* [What you need to do]:
Only one stretch of the listing below is wanted. Begin at the line that has "instead of failing.", stop after the line that has "are rejected at", and repeat every line in between exactly.
Source material Block Start
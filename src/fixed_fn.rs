//! Type-erased callables stored in a fixed-capacity inline buffer.
//!
//! # Overview
//! - A stored callable lives entirely inside a `CAP`-byte buffer owned by the
//!   wrapper; there is no heap allocation, no reference counting and no `dyn`
//!   pointer to external storage.
//! - Two wrappers cover the signatures the crate needs: [`FixedThunk`] for
//!   `Fn() -> R` and [`FixedHandler`] for `Fn(&T)`.
//! - A callable whose size exceeds `CAP` (or whose alignment exceeds the
//!   buffer's 16-byte alignment) is rejected when the program is compiled,
//!   never at runtime.
//! - Calling a vacant wrapper yields `R::default()` (or does nothing for a
//!   handler) instead of failing.
//!
//! # Layout
//! Each wrapper owns a slot: the aligned byte buffer plus bound `copy`
//! and `destroy` function pointers, and adds its own bound `invoke` pointer.
//! The three pointers are simultaneously `None` (vacant) or simultaneously
//! `Some` (holding exactly one live value). Cloning runs the bound copier
//! into a fresh buffer, so clones carry independent value-copies of the
//! captured state; dropping runs the bound destroyer exactly once.
//!
//! # Notes
//! - Stored callables must be `Clone`; the bound copier is how a wrapper
//!   duplicates its payload without knowing its type.
//! - The wrappers are `!Send` and `!Sync`: the stored callable's auto traits
//!   are erased, and the crate's contract is single-threaded anyway.

use core::marker::PhantomData;
use core::mem::MaybeUninit;

/// Default buffer capacity, in bytes, for [`FixedThunk`] and [`FixedHandler`]
/// (and the `Behavior`/`Sink` types built on them).
pub const DEFAULT_CAPACITY: usize = 64;

/// Buffer alignment. Callables with a stricter alignment are rejected at
/// compile time.
pub const MAX_ALIGN: usize = 16;

type InvokeThunk<R> = unsafe fn(*const u8) -> R;
type InvokeHandler<T> = unsafe fn(*const u8, &T);
type CopyFn = unsafe fn(*mut u8, *const u8);
type DestroyFn = unsafe fn(*mut u8);

#[repr(align(16))]
struct Storage<const CAP: usize>(MaybeUninit<[u8; CAP]>);

unsafe fn invoke_thunk<R, F: Fn() -> R>(callee: *const u8) -> R {
    unsafe { (*callee.cast::<F>())() }
}

unsafe fn invoke_handler<T, F: Fn(&T)>(callee: *const u8, arg: &T) {
    unsafe { (*callee.cast::<F>())(arg) }
}

unsafe fn copy_value<F: Clone>(dst: *mut u8, src: *const u8) {
    let duplicate = unsafe { (*src.cast::<F>()).clone() };
    unsafe { dst.cast::<F>().write(duplicate) };
}

unsafe fn destroy_value<F>(target: *mut u8) {
    unsafe { target.cast::<F>().drop_in_place() };
}

/// Buffer plus the bound copy/destroy pair. `copy`/`destroy` are `Some` iff
/// the buffer holds a live value. Carries `'f` so that dropck keeps captured
/// borrows live until the destroyer has run.
struct Slot<'f, const CAP: usize> {
    bytes: Storage<CAP>,
    copy: Option<CopyFn>,
    destroy: Option<DestroyFn>,
    _capture: PhantomData<&'f ()>,
}

impl<'f, const CAP: usize> Slot<'f, CAP> {
    const fn vacant() -> Self {
        Self {
            bytes: Storage(MaybeUninit::uninit()),
            copy: None,
            destroy: None,
            _capture: PhantomData,
        }
    }

    /// Move `value` into the buffer. Size and alignment bounds are checked
    /// when this function is instantiated, so an oversized callable is a
    /// compile error at the construction site.
    fn emplace<F: Clone + 'f>(value: F) -> Self {
        const {
            assert!(
                size_of::<F>() <= CAP,
                "stored callable exceeds the configured capacity"
            )
        };
        const {
            assert!(
                align_of::<F>() <= MAX_ALIGN,
                "stored callable exceeds the buffer alignment"
            )
        };

        let mut slot = Self::vacant();
        unsafe { slot.bytes.0.as_mut_ptr().cast::<F>().write(value) };
        slot.copy = Some(copy_value::<F>);
        slot.destroy = Some(destroy_value::<F>);
        slot
    }

    #[inline]
    fn payload(&self) -> *const u8 {
        self.bytes.0.as_ptr().cast()
    }

    #[inline]
    fn payload_mut(&mut self) -> *mut u8 {
        self.bytes.0.as_mut_ptr().cast()
    }
}

impl<'f, const CAP: usize> Clone for Slot<'f, CAP> {
    fn clone(&self) -> Self {
        let mut fresh = Self::vacant();
        if let Some(copy) = self.copy {
            unsafe { copy(fresh.payload_mut(), self.payload()) };
            fresh.copy = self.copy;
            fresh.destroy = self.destroy;
        }
        fresh
    }
}

impl<'f, const CAP: usize> Drop for Slot<'f, CAP> {
    fn drop(&mut self) {
        if let Some(destroy) = self.destroy {
            unsafe { destroy(self.payload_mut()) };
        }
    }
}

/// Zero-argument callable producing `R`, stored inline.
///
/// `'f` bounds any borrows captured by the stored closure.
pub struct FixedThunk<'f, R, const CAP: usize = DEFAULT_CAPACITY> {
    slot: Slot<'f, CAP>,
    invoke: Option<InvokeThunk<R>>,
    // Erasing the callable erases its auto traits; opt out of Send/Sync.
    _not_sync: PhantomData<*const ()>,
}

impl<'f, R, const CAP: usize> FixedThunk<'f, R, CAP> {
    /// A thunk holding no callable. [`call`](Self::call) yields
    /// `R::default()`.
    pub const fn vacant() -> Self {
        Self {
            slot: Slot::vacant(),
            invoke: None,
            _not_sync: PhantomData,
        }
    }

    /// Store `f` in place. Fails to compile if `f` does not fit in `CAP`
    /// bytes.
    pub fn new<F>(f: F) -> Self
    where
        F: Fn() -> R + Clone + 'f,
    {
        Self {
            slot: Slot::emplace(f),
            invoke: Some(invoke_thunk::<R, F>),
            _not_sync: PhantomData,
        }
    }

    /// Whether a callable is currently held.
    #[inline]
    pub fn is_set(&self) -> bool {
        self.invoke.is_some()
    }

    /// Invoke the stored callable, or produce `R::default()` when vacant.
    #[inline]
    pub fn call(&self) -> R
    where
        R: Default,
    {
        match self.invoke {
            Some(invoke) => unsafe { invoke(self.slot.payload()) },
            None => R::default(),
        }
    }
}

impl<'f, R, const CAP: usize> Clone for FixedThunk<'f, R, CAP> {
    fn clone(&self) -> Self {
        Self {
            slot: self.slot.clone(),
            invoke: self.invoke,
            _not_sync: PhantomData,
        }
    }
}

impl<'f, R, const CAP: usize> Default for FixedThunk<'f, R, CAP> {
    fn default() -> Self {
        Self::vacant()
    }
}

/// Callable consuming `&T`, stored inline. Calling a vacant handler does
/// nothing.
pub struct FixedHandler<'f, T, const CAP: usize = DEFAULT_CAPACITY> {
    slot: Slot<'f, CAP>,
    invoke: Option<InvokeHandler<T>>,
    _not_sync: PhantomData<*const ()>,
}

impl<'f, T, const CAP: usize> FixedHandler<'f, T, CAP> {
    /// A handler holding no callable.
    pub const fn vacant() -> Self {
        Self {
            slot: Slot::vacant(),
            invoke: None,
            _not_sync: PhantomData,
        }
    }

    /// Store `f` in place. Fails to compile if `f` does not fit in `CAP`
    /// bytes.
    pub fn new<F>(f: F) -> Self
    where
        F: Fn(&T) + Clone + 'f,
    {
        Self {
            slot: Slot::emplace(f),
            invoke: Some(invoke_handler::<T, F>),
            _not_sync: PhantomData,
        }
    }

    /// Whether a callable is currently held.
    #[inline]
    pub fn is_set(&self) -> bool {
        self.invoke.is_some()
    }

    /// Invoke the stored callable with `arg`; no-op when vacant.
    #[inline]
    pub fn call(&self, arg: &T) {
        if let Some(invoke) = self.invoke {
            unsafe { invoke(self.slot.payload(), arg) };
        }
    }
}

impl<'f, T, const CAP: usize> Clone for FixedHandler<'f, T, CAP> {
    fn clone(&self) -> Self {
        Self {
            slot: self.slot.clone(),
            invoke: self.invoke,
            _not_sync: PhantomData,
        }
    }
}

impl<'f, T, const CAP: usize> Default for FixedHandler<'f, T, CAP> {
    fn default() -> Self {
        Self::vacant()
    }
}

#[cfg(test)]
mod tests {
    use super::{FixedHandler, FixedThunk};
    use std::rc::Rc;

    #[test]
    fn vacant_thunk_yields_default() {
        let thunk = FixedThunk::<i32>::vacant();
        assert!(!thunk.is_set());
        assert_eq!(thunk.call(), 0);
    }

    #[test]
    fn vacant_handler_is_noop() {
        let handler = FixedHandler::<i32>::vacant();
        assert!(!handler.is_set());
        handler.call(&42);
    }

    #[test]
    fn stores_and_invokes() {
        let base = 40;
        let thunk = FixedThunk::<i32>::new(move || base + 2);
        assert!(thunk.is_set());
        assert_eq!(thunk.call(), 42);
    }

    #[test]
    fn handler_sees_argument() {
        let seen = core::cell::Cell::new(0);
        let handler = FixedHandler::<i32>::new(|v| seen.set(*v));
        handler.call(&7);
        assert_eq!(seen.get(), 7);
    }

    #[test]
    fn clones_carry_independent_captured_state() {
        let counter = FixedThunk::<u32>::new({
            let count = core::cell::Cell::new(0u32);
            move || {
                count.set(count.get() + 1);
                count.get()
            }
        });

        assert_eq!(counter.call(), 1);
        assert_eq!(counter.call(), 2);

        // The twin starts from a copy of the captured state at clone time.
        let twin = counter.clone();
        assert_eq!(twin.call(), 3);
        assert_eq!(counter.call(), 3);
        assert_eq!(twin.call(), 4);
    }

    #[test]
    fn drops_stored_callable_exactly_once() {
        let payload = Rc::new(());

        let thunk = FixedThunk::<()>::new({
            let held = Rc::clone(&payload);
            move || {
                let _ = &held;
            }
        });
        assert_eq!(Rc::strong_count(&payload), 2);

        let twin = thunk.clone();
        assert_eq!(Rc::strong_count(&payload), 3);

        drop(thunk);
        assert_eq!(Rc::strong_count(&payload), 2);
        drop(twin);
        assert_eq!(Rc::strong_count(&payload), 1);
    }

    #[test]
    fn reassignment_drops_prior_value() {
        let payload = Rc::new(());
        let calls = core::cell::Cell::new(0u32);

        let mut thunk = FixedThunk::<()>::new({
            let held = Rc::clone(&payload);
            move || {
                let _ = &held;
            }
        });
        assert_eq!(Rc::strong_count(&payload), 2);

        thunk = FixedThunk::<()>::new({
            let calls = &calls;
            move || calls.set(calls.get() + 1)
        });
        assert_eq!(Rc::strong_count(&payload), 1);

        // The replacement is live and invocable.
        thunk.call();
        assert_eq!(calls.get(), 1);
    }
}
Source material Block End
* [Reply]:
//!   handler) instead of failing.
//!
//! # Layout
//! Each wrapper owns a slot: the aligned byte buffer plus bound `copy`
//! and `destroy` function pointers, and adds its own bound `invoke` pointer.
//! The three pointers are simultaneously `None` (vacant) or simultaneously
//! `Some` (holding exactly one live value). Cloning runs the bound copier
//! into a fresh buffer, so clones carry independent value-copies of the
//! captured state; dropping runs the bound destroyer exactly once.
//!
//! # Notes
//! - Stored callables must be `Clone`; the bound copier is how a wrapper
//!   duplicates its payload without knowing its type.
//! - The wrappers are `!Send` and `!Sync`: the stored callable's auto traits
//!   are erased, and the crate's contract is single-threaded anyway.

use core::marker::PhantomData;
use core::mem::MaybeUninit;

/// Default buffer capacity, in bytes, for [`FixedThunk`] and [`FixedHandler`]
/// (and the `Behavior`/`Sink` types built on them).
pub const DEFAULT_CAPACITY: usize = 64;

/// Buffer alignment. Callables with a stricter alignment are rejected at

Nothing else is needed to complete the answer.